Faced with certain death when they discover a Wraith fleet en route, Dr. Elizabeth Weir deploys Major John Sheppard and Teyla Emmagon to observe the fleet from a planet known to Teyla and in the path of the Wraith advance. Meanwhile, Dr. Rodney McKay manages to produce a 1.3-second transmission back to Stargate Command. When McKay reveals that pertinent military and scientific data has only required one-third of a second, the remaining second allows the crew of the Atlantis Expedition to record messages to their loved ones back on Earth.


Thus, half the episode takes the form of soliloquies from the various characters directly to camera. This saves the director countless camera set-ups, and additional screen time is devoured by liberal deployment of clips from previous episodes selected to illustrate the points being made by the speaker while simultaneously breaking up the visual monotony of talking heads. Where this concept succeeds is in allowing the writer to really get inside the minds of the various characters and reveal depths hitherto unplumbed by their day-to-day interactions with other Atlantis personnel. Each character's use of their camera time illustrates what's most important to them while allowing them emotional interludes that would otherwise be too on the nose for primetime drama.
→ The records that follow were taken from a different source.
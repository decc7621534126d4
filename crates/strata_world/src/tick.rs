//! # World Tick Loop
//!
//! Fixed-cadence scheduler for the world phases.
//!
//! ## Design
//!
//! Each tick runs every [`TickPhase`] in declaration order, measures the
//! wall time spent and then sleeps `max(0, target - elapsed)`. A late tick
//! is counted, never made up for: the next tick starts immediately.

use std::fmt;
use std::time::{Duration, Instant};

/// Phases of one tick, in execution order.
#[derive(Clone, Copy, Debug, PartialEq, Eq, PartialOrd, Ord, Hash)]
pub enum TickPhase {
    /// Advance the world calendar.
    Calendar,
    /// Chunk lifecycle, generation hand-off, ticking blocks.
    Chunks,
    /// Mob brains and throttled saves.
    Mobs,
    /// Visibility updates and drop pickup.
    Players,
    /// Drop item motion.
    DropItems,
    /// Drain player intents.
    Inbound,
    /// Flush queued packets.
    Outbound,
    /// Apply deferred world actions that fell due.
    ActionQueue,
    /// Cache pruning and journal checkpoints.
    Maintenance,
}

impl TickPhase {
    /// Every phase in execution order.
    pub const ALL: [Self; 9] = [
        Self::Calendar,
        Self::Chunks,
        Self::Mobs,
        Self::Players,
        Self::DropItems,
        Self::Inbound,
        Self::Outbound,
        Self::ActionQueue,
        Self::Maintenance,
    ];

    /// Name used in logs.
    #[must_use]
    pub const fn name(self) -> &'static str {
        match self {
            Self::Calendar => "calendar",
            Self::Chunks => "chunks",
            Self::Mobs => "mobs",
            Self::Players => "players",
            Self::DropItems => "drop_items",
            Self::Inbound => "inbound",
            Self::Outbound => "outbound",
            Self::ActionQueue => "action_queue",
            Self::Maintenance => "maintenance",
        }
    }
}

impl fmt::Display for TickPhase {
    fn fmt(&self, f: &mut fmt::Formatter<'_>) -> fmt::Result {
        f.write_str(self.name())
    }
}

/// Tick timing statistics.
#[derive(Clone, Debug, Default)]
pub struct TickStats {
    /// Minimum tick duration observed.
    pub min_tick_us: u64,
    /// Maximum tick duration observed.
    pub max_tick_us: u64,
    /// Average tick duration (rolling).
    pub avg_tick_us: u64,
    /// Number of late ticks (took longer than budget).
    pub late_ticks: u64,
    /// Total ticks measured.
    pub total_ticks: u64,
    /// Per-phase durations of the last tick, in execution order.
    pub last_phases: Vec<(TickPhase, u64)>,
}

impl TickStats {
    fn fresh(tick_duration: Duration) -> Self {
        Self {
            min_tick_us: u64::MAX,
            max_tick_us: 0,
            avg_tick_us: micros(tick_duration),
            late_ticks: 0,
            total_ticks: 0,
            last_phases: Vec::with_capacity(TickPhase::ALL.len()),
        }
    }
}

fn micros(duration: Duration) -> u64 {
    u64::try_from(duration.as_micros()).unwrap_or(u64::MAX)
}

/// Fixed-timestep tick loop controller.
pub struct TickLoop {
    /// Target tick duration.
    tick_duration: Duration,
    /// Start of the running tick.
    tick_start: Instant,
    /// Total ticks started.
    tick_count: u64,
    /// Phase timings collected during the running tick.
    phases: Vec<(TickPhase, u64)>,
    /// Frame time statistics.
    stats: TickStats,
}

impl TickLoop {
    /// Creates a loop with the given target tick duration.
    #[must_use]
    pub fn new(tick_duration: Duration) -> Self {
        Self {
            tick_duration,
            tick_start: Instant::now(),
            tick_count: 0,
            phases: Vec::with_capacity(TickPhase::ALL.len()),
            stats: TickStats::fresh(tick_duration),
        }
    }

    /// Creates a loop from a millisecond interval.
    #[must_use]
    pub fn from_millis(interval_ms: u64) -> Self {
        Self::new(Duration::from_millis(interval_ms))
    }

    /// Marks the start of a tick. Returns the new tick number.
    pub fn begin_tick(&mut self) -> u64 {
        self.tick_start = Instant::now();
        self.tick_count += 1;
        self.phases.clear();
        self.tick_count
    }

    /// Records how long a phase of the running tick took.
    pub fn record_phase(&mut self, phase: TickPhase, elapsed: Duration) {
        self.phases.push((phase, micros(elapsed)));
    }

    /// Marks the end of a tick and updates the statistics.
    ///
    /// Returns the time left until the next tick is due.
    pub fn end_tick(&mut self) -> Duration {
        let duration = self.tick_start.elapsed();
        let duration_us = micros(duration);

        self.stats.total_ticks += 1;
        self.stats.min_tick_us = self.stats.min_tick_us.min(duration_us);
        self.stats.max_tick_us = self.stats.max_tick_us.max(duration_us);

        // Rolling average
        self.stats.avg_tick_us = (self.stats.avg_tick_us * 15 + duration_us) / 16;

        if duration > self.tick_duration {
            self.stats.late_ticks += 1;
            tracing::debug!(
                "tick {} took {}us, budget {}us",
                self.tick_count,
                duration_us,
                micros(self.tick_duration)
            );
        }
        self.stats.last_phases.clone_from(&self.phases);
        self.tick_duration.saturating_sub(duration)
    }

    /// Sleeps until the next tick is due.
    pub fn wait_for_next_tick(&self) {
        let remaining = self.tick_duration.saturating_sub(self.tick_start.elapsed());
        if !remaining.is_zero() {
            std::thread::sleep(remaining);
        }
    }

    /// Returns the current tick count.
    #[must_use]
    pub const fn tick_count(&self) -> u64 {
        self.tick_count
    }

    /// Returns tick statistics.
    #[must_use]
    pub const fn stats(&self) -> &TickStats {
        &self.stats
    }

    /// Returns the target tick duration.
    #[must_use]
    pub const fn tick_duration(&self) -> Duration {
        self.tick_duration
    }

    /// Resets statistics.
    pub fn reset_stats(&mut self) {
        self.stats = TickStats::fresh(self.tick_duration);
    }
}
//! # World Tables
//!
//! Typed rows for every persisted table and the journal operations that
//! mutate them.
//!
//! ## Design
//!
//! Rows are keyed by a single monotonically increasing id sequence. Every
//! mutation is a `put` (insert or overwrite by id), so undoing it only needs
//! the previous value of the same key. Secondary indexes are rebuilt after a
//! snapshot load and maintained on every put.

use std::collections::{BTreeMap, BTreeSet, HashMap};

use serde::{Deserialize, Serialize};
use serde_json::Value;
use strata_shared::{BlockItem, BlockPos, ChunkAddr, ItemStack, Vec3};

/// `world` table row.
#[derive(Clone, Debug, PartialEq, Serialize, Deserialize)]
pub struct WorldRow {
    /// Row id
    pub id: u64,
    /// Public world identifier
    pub guid: String,
    /// Display title
    pub title: String,
    /// Generation seed phrase
    pub seed: String,
    /// Generator configuration, as stored JSON
    pub generator: Value,
    /// Spawn point for new and fallen players
    pub pos_spawn: Vec3,
    /// Creation time, unix seconds
    pub dt: u64,
    /// Calendar offset in day-time units
    pub add_time: i64,
}

/// `world_modify` table row: one voxel override.
#[derive(Clone, Debug, PartialEq, Serialize, Deserialize)]
pub struct ModifyRow {
    /// Row id; higher ids supersede lower ones at the same position
    pub id: u64,
    /// Owning world
    pub world_id: u64,
    /// Voxel position
    pub pos: BlockPos,
    /// Full block item, `None` for air
    pub params: Option<Value>,
    /// Entity reference copied out of `params`
    pub entity_id: Option<String>,
    /// Extra state copied out of `params`
    pub extra_data: Option<Value>,
    /// Block id copied out of `params`
    pub block_id: u16,
    /// Scheduled tick counter
    pub ticks: Option<u32>,
}

impl ModifyRow {
    /// Block item stored in this row.
    #[must_use]
    pub fn item(&self) -> BlockItem {
        self.params
            .as_ref()
            .and_then(|p| serde_json::from_value(p.clone()).ok())
            .unwrap_or(BlockItem::AIR)
    }
}

/// Mob health, hunger and air.
#[derive(Clone, Copy, Debug, PartialEq, Serialize, Deserialize)]
pub struct Indicators {
    /// Health
    pub live: f64,
    /// Hunger
    pub food: f64,
    /// Air
    pub oxygen: f64,
}

impl Default for Indicators {
    fn default() -> Self {
        Self {
            live: 20.0,
            food: 20.0,
            oxygen: 10.0,
        }
    }
}

/// `entity` table row: one mob.
#[derive(Clone, Debug, PartialEq, Serialize, Deserialize)]
pub struct EntityRow {
    /// Row id
    pub id: u64,
    /// Unique entity identifier
    pub entity_id: String,
    /// Mob type tag
    #[serde(rename = "type")]
    pub kind: String,
    /// Skin name
    pub skin: String,
    /// Current position
    pub pos: Vec3,
    /// Where the mob was spawned
    pub pos_spawn: Vec3,
    /// Rotation
    pub rotate: Vec3,
    /// Indicator values
    pub indicators: Indicators,
    /// Free-form state
    pub extra_data: Value,
    /// Soft-delete flag
    pub is_active: bool,
}

/// `drop_item` table row.
#[derive(Clone, Debug, PartialEq, Serialize, Deserialize)]
pub struct DropItemRow {
    /// Row id
    pub id: u64,
    /// Unique entity identifier
    pub entity_id: String,
    /// Carried stacks
    pub items: Vec<ItemStack>,
    /// Position
    pub pos: Vec3,
    /// Creation time, unix seconds
    pub dt: u64,
    /// Soft-delete flag
    pub is_deleted: bool,
}

/// A single journaled mutation.
#[derive(Clone, Debug, PartialEq, Serialize, Deserialize)]
#[serde(tag = "op", content = "row", rename_all = "snake_case")]
pub enum JournalOp {
    /// Insert or overwrite a world row.
    PutWorld(WorldRow),
    /// Insert or overwrite a voxel override row.
    PutModify(ModifyRow),
    /// Insert or overwrite an entity row.
    PutEntity(EntityRow),
    /// Insert or overwrite a drop item row.
    PutDropItem(DropItemRow),
    /// Record that a chunk's mobs were generated.
    MarkChunkMobsGenerated(ChunkAddr),
    /// Set the schema version.
    SetVersion(u32),
    /// Replace every table (migrations).
    ReplaceAll(Box<Tables>),
}

/// Inverse of one applied [`JournalOp`].
#[derive(Debug)]
pub(crate) enum Undo {
    World(u64, Option<WorldRow>),
    Modify(u64, Option<ModifyRow>),
    Entity(u64, Option<EntityRow>),
    DropItem(u64, Option<DropItemRow>),
    ChunkMobs(ChunkAddr, bool),
    Version(u32),
    All(Box<Tables>),
}

/// Every persisted table of one world.
#[derive(Clone, Debug, Default, PartialEq, Serialize, Deserialize)]
pub struct Tables {
    /// `options.version`: last applied migration
    pub version: u32,
    /// Last id handed out by the shared sequence
    pub next_id: u64,
    /// `world`
    pub world: BTreeMap<u64, WorldRow>,
    /// `world_modify`
    pub world_modify: BTreeMap<u64, ModifyRow>,
    /// `entity`
    pub entity: BTreeMap<u64, EntityRow>,
    /// `drop_item`
    pub drop_item: BTreeMap<u64, DropItemRow>,
    /// `chunk`: addresses whose mobs were generated
    pub chunk: BTreeSet<ChunkAddr>,

    #[serde(skip)]
    latest_modify: HashMap<BlockPos, u64>,
    #[serde(skip)]
    chunk_modify: HashMap<ChunkAddr, BTreeSet<BlockPos>>,
    #[serde(skip)]
    entity_index: HashMap<String, u64>,
    #[serde(skip)]
    drop_item_index: HashMap<String, u64>,
}

impl Tables {
    /// Hands out the next row id.
    pub fn allocate_id(&mut self) -> u64 {
        self.next_id += 1;
        self.next_id
    }

    /// Rebuilds every secondary index from the row maps.
    pub fn rebuild_indexes(&mut self) {
        self.latest_modify.clear();
        self.chunk_modify.clear();
        self.entity_index.clear();
        self.drop_item_index.clear();

        // BTreeMap iterates ids ascending, so later rows win.
        for (id, row) in &self.world_modify {
            self.latest_modify.insert(row.pos, *id);
            self.chunk_modify
                .entry(row.pos.chunk_addr())
                .or_default()
                .insert(row.pos);
        }
        for (id, row) in &self.entity {
            self.entity_index.insert(row.entity_id.clone(), *id);
        }
        for (id, row) in &self.drop_item {
            self.drop_item_index.insert(row.entity_id.clone(), *id);
        }
    }

    /// Authoritative override row for a position.
    #[must_use]
    pub fn latest_modify(&self, pos: BlockPos) -> Option<&ModifyRow> {
        self.latest_modify
            .get(&pos)
            .and_then(|id| self.world_modify.get(id))
    }

    /// Authoritative override rows inside a chunk.
    pub fn chunk_modifiers(&self, addr: ChunkAddr) -> impl Iterator<Item = &ModifyRow> {
        self.chunk_modify
            .get(&addr)
            .into_iter()
            .flatten()
            .filter_map(|pos| self.latest_modify(*pos))
    }

    /// Chunk addresses holding at least one override.
    pub fn modified_chunks(&self) -> impl Iterator<Item = ChunkAddr> + '_ {
        self.chunk_modify.keys().copied()
    }

    /// World row by guid.
    #[must_use]
    pub fn world_by_guid(&self, guid: &str) -> Option<&WorldRow> {
        self.world.values().find(|w| w.guid == guid)
    }

    /// Entity row by entity id.
    #[must_use]
    pub fn entity_by_uuid(&self, entity_id: &str) -> Option<&EntityRow> {
        self.entity_index
            .get(entity_id)
            .and_then(|id| self.entity.get(id))
    }

    /// Drop item row by entity id.
    #[must_use]
    pub fn drop_item_by_uuid(&self, entity_id: &str) -> Option<&DropItemRow> {
        self.drop_item_index
            .get(entity_id)
            .and_then(|id| self.drop_item.get(id))
    }

    /// Applies one operation and returns its inverse.
    pub(crate) fn apply(&mut self, op: JournalOp) -> Undo {
        match op {
            JournalOp::PutWorld(row) => {
                let id = row.id;
                self.bump_sequence(id);
                Undo::World(id, self.world.insert(id, row))
            }
            JournalOp::PutModify(row) => {
                let id = row.id;
                self.bump_sequence(id);
                self.index_modify(&row);
                Undo::Modify(id, self.world_modify.insert(id, row))
            }
            JournalOp::PutEntity(row) => {
                let id = row.id;
                self.bump_sequence(id);
                self.entity_index.insert(row.entity_id.clone(), id);
                Undo::Entity(id, self.entity.insert(id, row))
            }
            JournalOp::PutDropItem(row) => {
                let id = row.id;
                self.bump_sequence(id);
                self.drop_item_index.insert(row.entity_id.clone(), id);
                Undo::DropItem(id, self.drop_item.insert(id, row))
            }
            JournalOp::MarkChunkMobsGenerated(addr) => {
                let was_new = self.chunk.insert(addr);
                Undo::ChunkMobs(addr, !was_new)
            }
            JournalOp::SetVersion(version) => {
                let previous = self.version;
                self.version = version;
                Undo::Version(previous)
            }
            JournalOp::ReplaceAll(tables) => {
                let mut tables = *tables;
                tables.rebuild_indexes();
                Undo::All(Box::new(std::mem::replace(self, tables)))
            }
        }
    }

    /// Reverts one applied operation.
    pub(crate) fn undo(&mut self, undo: Undo) {
        match undo {
            Undo::World(id, previous) => {
                restore(&mut self.world, id, previous);
            }
            Undo::Modify(id, previous) => {
                let pos = self.world_modify.get(&id).map(|r| r.pos);
                restore(&mut self.world_modify, id, previous);
                if let Some(pos) = pos {
                    self.reindex_position(pos);
                }
            }
            Undo::Entity(id, previous) => {
                if let Some(row) = self.entity.get(&id) {
                    self.entity_index.remove(&row.entity_id);
                }
                if let Some(row) = &previous {
                    self.entity_index.insert(row.entity_id.clone(), id);
                }
                restore(&mut self.entity, id, previous);
            }
            Undo::DropItem(id, previous) => {
                if let Some(row) = self.drop_item.get(&id) {
                    self.drop_item_index.remove(&row.entity_id);
                }
                if let Some(row) = &previous {
                    self.drop_item_index.insert(row.entity_id.clone(), id);
                }
                restore(&mut self.drop_item, id, previous);
            }
            Undo::ChunkMobs(addr, was_present) => {
                if !was_present {
                    self.chunk.remove(&addr);
                }
            }
            Undo::Version(version) => self.version = version,
            Undo::All(tables) => *self = *tables,
        }
    }

    fn bump_sequence(&mut self, id: u64) {
        self.next_id = self.next_id.max(id);
    }

    fn index_modify(&mut self, row: &ModifyRow) {
        let latest = self.latest_modify.entry(row.pos).or_insert(row.id);
        *latest = (*latest).max(row.id);
        self.chunk_modify
            .entry(row.pos.chunk_addr())
            .or_default()
            .insert(row.pos);
    }

    /// Recomputes the latest row for one position after an undo.
    fn reindex_position(&mut self, pos: BlockPos) {
        let latest = self
            .world_modify
            .iter()
            .rev()
            .find(|(_, row)| row.pos == pos)
            .map(|(id, _)| *id);
        let addr = pos.chunk_addr();
        if let Some(id) = latest {
            self.latest_modify.insert(pos, id);
        } else {
            self.latest_modify.remove(&pos);
            if let Some(set) = self.chunk_modify.get_mut(&addr) {
                set.remove(&pos);
                if set.is_empty() {
                    self.chunk_modify.remove(&addr);
                }
            }
        }
    }
}

fn restore<T>(map: &mut BTreeMap<u64, T>, id: u64, previous: Option<T>) {
    match previous {
        Some(row) => {
            map.insert(id, row);
        }
        None => {
            map.remove(&id);
        }
    }
}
Meanwhile, the principal action of the episode concerns Sheppard and Teyla's expedition to observe the Wraith advance. Here, the writers employ helplessness to great effect by introducing the audience to Teyla's friends as she warns them of the upcoming Wraith culling. When she offers to rescue them from their plight, Sheppard backpedals her invitation citing time constraints and the uncertainty of their ability to return for the family. The rest of the hour plays out with Sheppard and Teyla aboard their ship arguing the merits of helping others when one can barely afford to help oneself. The philosophical underpinnings become a moot point when their escape back through the Stargate is cut off by the Wraith attack, and Sheppard must decide where his feelings truly lie as the death tolls outside his cloaked ship rise.


With probably ninety percent of the show occurring on standing sets and forty percent of those scenes consisting of stagnant camera close ups of various characters, it's a tribute to the ingenuity of STARGATE ATLANTIS' producers that this cost-saving episode manages to be both emotionally satisfying and taut with dramatic tension. Like the original STAR TREK's "The Menagerie," this is budget television at its best.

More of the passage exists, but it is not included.